NEW YORK (dpa) — Facebook ist ein Inter­net-Koloss mit 3,5 Milli­ar­den Nutzern, super­reich und technisch gewieft. Wie kann es also passie­ren, dass der Tech-Konzern für Stunden offline geht?

Rund sechs Stunden ohne Facebook, Whats­App und Insta­gram: Ein ungewöhn­lich langer Total-Ausfall hat Milli­ar­den Nutzer des Online-Netzwerks zugesetzt. Nach Angaben von Facebook war der Auslö­ser eine fehler­haf­te Änderung der Netzwerk-Konfiguration.

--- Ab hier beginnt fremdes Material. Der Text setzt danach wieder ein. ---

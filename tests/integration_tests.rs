//! Integration tests for reconciliation-core

use reconciliation_core::{
    match_entries, read_rows_csv, report_rows, write_report_csv,
    utils::{FallbackRunStore, MemoryRunStore},
    ReconciliationEngine, RunQuery, RunStore, StatementKind, ToleranceConfig,
};

fn ledger_csv() -> &'static str {
    "date,amount,description\n\
     01/03/2024,\"1.500,00\",invoice 1001\n\
     05/03/2024,\"-400,00\",supplier payment\n\
     20/03/2024,\"999,99\",invoice 1002\n"
}

fn statement_csv() -> &'static str {
    "date,amount,description\n\
     02/03/2024,\"1.500,00\",transfer in\n\
     06/03/2024,\"-400,00\",transfer out\n\
     28/03/2024,\"10,00\",bank fee\n"
}

#[tokio::test]
async fn test_complete_reconciliation_workflow() {
    let mut engine = ReconciliationEngine::new(MemoryRunStore::new());

    engine.select_kind(StatementKind::BankAccount).unwrap();

    let ledger_rows = read_rows_csv(ledger_csv().as_bytes()).unwrap();
    let statement_rows = read_rows_csv(statement_csv().as_bytes()).unwrap();
    assert_eq!(engine.load_ledger(&ledger_rows).unwrap(), 3);
    assert_eq!(engine.load_statement(&statement_rows).unwrap(), 3);

    engine
        .set_tolerances(ToleranceConfig {
            max_date_delta_days: 3,
            max_amount_delta_minor: 0,
        })
        .unwrap();

    let run = engine.execute().await.unwrap();
    let report = &run.report;

    assert_eq!(report.matched.len(), 2);
    assert_eq!(report.unmatched_ledger.len(), 1);
    assert_eq!(report.unmatched_statement.len(), 1);
    assert_eq!(report.unmatched_ledger[0].description, "invoice 1002");
    assert_eq!(report.unmatched_statement[0].description, "bank fee");

    // Totals cover all loaded entries, matched or not
    assert_eq!(report.total_ledger, 150_000 - 40_000 + 99_999);
    assert_eq!(report.total_statement, 150_000 - 40_000 + 1_000);
    assert_eq!(report.difference, 98_999);

    // Matched deltas stay within the configured tolerances
    for m in &report.matched {
        assert!(m.date_delta_days <= 3);
        assert_eq!(m.amount_delta_minor, 0);
    }

    // The run is in history
    let history = engine.history(&RunQuery::default()).await.unwrap();
    assert_eq!(history.len(), 1);
    assert_eq!(history[0].id, run.id);
}

#[tokio::test]
async fn test_no_entry_is_claimed_twice() {
    let ledger_rows = read_rows_csv(ledger_csv().as_bytes()).unwrap();
    let statement_rows = read_rows_csv(statement_csv().as_bytes()).unwrap();

    let mut engine = ReconciliationEngine::new(MemoryRunStore::new());
    engine.select_kind(StatementKind::BankAccount).unwrap();
    engine.load_ledger(&ledger_rows).unwrap();
    engine.load_statement(&statement_rows).unwrap();
    engine.set_tolerances(ToleranceConfig::default()).unwrap();

    let run = engine.execute().await.unwrap();
    let mut seen = std::collections::HashSet::new();
    for m in &run.report.matched {
        assert!(seen.insert(m.ledger.id.clone()), "ledger entry claimed twice");
        assert!(
            seen.insert(m.statement.id.clone()),
            "statement entry claimed twice"
        );
    }

    // Partition counts add up on both sides
    assert_eq!(
        run.report.matched.len() + run.report.unmatched_ledger.len(),
        3
    );
    assert_eq!(
        run.report.matched.len() + run.report.unmatched_statement.len(),
        3
    );
}

#[tokio::test]
async fn test_two_identical_runs_serialize_identically() {
    let ledger_rows = read_rows_csv(ledger_csv().as_bytes()).unwrap();
    let statement_rows = read_rows_csv(statement_csv().as_bytes()).unwrap();

    let mut reports = Vec::new();
    for _ in 0..2 {
        let mut engine = ReconciliationEngine::new(MemoryRunStore::new());
        engine.select_kind(StatementKind::BankAccount).unwrap();
        engine.load_ledger(&ledger_rows).unwrap();
        engine.load_statement(&statement_rows).unwrap();
        engine.set_tolerances(ToleranceConfig::default()).unwrap();
        reports.push(engine.execute().await.unwrap().report);
    }

    let first = serde_json::to_vec(&reports[0]).unwrap();
    let second = serde_json::to_vec(&reports[1]).unwrap();
    assert_eq!(first, second);
}

#[tokio::test]
async fn test_report_round_trips_through_csv() {
    let ledger_rows = read_rows_csv(ledger_csv().as_bytes()).unwrap();
    let statement_rows = read_rows_csv(statement_csv().as_bytes()).unwrap();

    let mut engine = ReconciliationEngine::new(MemoryRunStore::new());
    engine.select_kind(StatementKind::BankAccount).unwrap();
    engine.load_ledger(&ledger_rows).unwrap();
    engine.load_statement(&statement_rows).unwrap();
    engine.set_tolerances(ToleranceConfig::default()).unwrap();
    let run = engine.execute().await.unwrap();

    let mut buf = Vec::new();
    write_report_csv(&run.report, &mut buf).unwrap();
    let text = String::from_utf8(buf).unwrap();

    let rows = report_rows(&run.report);
    // One CSV line per exported row
    assert_eq!(text.lines().count(), rows.len());
    assert!(text.lines().last().unwrap().starts_with("difference"));
}

#[tokio::test]
async fn test_fallback_store_keeps_history_available() {
    let remote = MemoryRunStore::new();
    let local = MemoryRunStore::new();
    let remote_handle = remote.clone();
    let local_handle = local.clone();

    let mut engine = ReconciliationEngine::new(FallbackRunStore::new(remote, local));
    engine.select_kind(StatementKind::BankAccount).unwrap();
    engine
        .load_ledger(&read_rows_csv(ledger_csv().as_bytes()).unwrap())
        .unwrap();
    engine
        .load_statement(&read_rows_csv(statement_csv().as_bytes()).unwrap())
        .unwrap();
    engine.set_tolerances(ToleranceConfig::default()).unwrap();
    let run = engine.execute().await.unwrap();

    // The run was written to the primary and mirrored locally
    assert!(remote_handle.get_run(run.id).await.unwrap().is_some());
    assert!(local_handle.get_run(run.id).await.unwrap().is_some());

    // Even with the remote copy gone, history still resolves
    remote_handle.clear();
    assert!(engine.get_run(run.id).await.unwrap().is_some());
}

#[test]
fn test_spec_scenarios_from_matcher_boundary() {
    use chrono::NaiveDate;
    use reconciliation_core::{Entry, EntrySide};

    let entry = |side, row, y, m, d, amount| {
        Entry::new(
            side,
            row,
            NaiveDate::from_ymd_opt(y, m, d).unwrap(),
            amount,
            String::new(),
        )
    };

    // Amount exactly at tolerance matches; one unit past it does not
    let ledger = vec![entry(EntrySide::Ledger, 1, 2024, 3, 1, 100_000)];
    let statement = vec![entry(EntrySide::Statement, 1, 2024, 3, 1, 120_000)];

    let at_boundary = ToleranceConfig {
        max_date_delta_days: 30,
        max_amount_delta_minor: 20_000,
    };
    assert_eq!(match_entries(&ledger, &statement, &at_boundary).len(), 1);

    let past_boundary = ToleranceConfig {
        max_date_delta_days: 30,
        max_amount_delta_minor: 19_999,
    };
    let report = reconciliation_core::build_report(
        &ledger,
        &statement,
        match_entries(&ledger, &statement, &past_boundary),
    );
    assert!(report.matched.is_empty());
    assert_eq!(report.unmatched_ledger.len(), 1);
    assert_eq!(report.unmatched_statement.len(), 1);
}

Der Fehler sei auf den Routern passiert, die den Daten­ver­kehr zwischen Facebooks Rechen­zen­tren koordi­nier­ten, hieß es in einem Blogein­trag am Diens­tag. Als Folge sei die Kommu­ni­ka­ti­on zwischen den Rechen­zen­tren unter­bro­chen worden. Dies habe zum Ausfall der Diens­te geführt. Da dabei auch inter­ne Syste­me und Software-Werkzeu­ge gestört gewesen seien, sei es schwie­ri­ger gewesen, das Problem schnell zu diagnos­ti­zie­ren und zu lösen.

Die Facebook-Erklä­rung deckt sich mit Vermu­tun­gen von Netzex­per­ten, die von einem Fehler bei den Netzwerk-Einstel­lun­gen ausgin­gen. Facebook beton­te auch, der Konzern habe keine Hinwei­se darauf, dass bei dem Ausfall Nutzer­da­ten in Mitlei­den­schaft gezogen worden seien. Man arbei­te daran, besser zu verste­hen, was passiert sei.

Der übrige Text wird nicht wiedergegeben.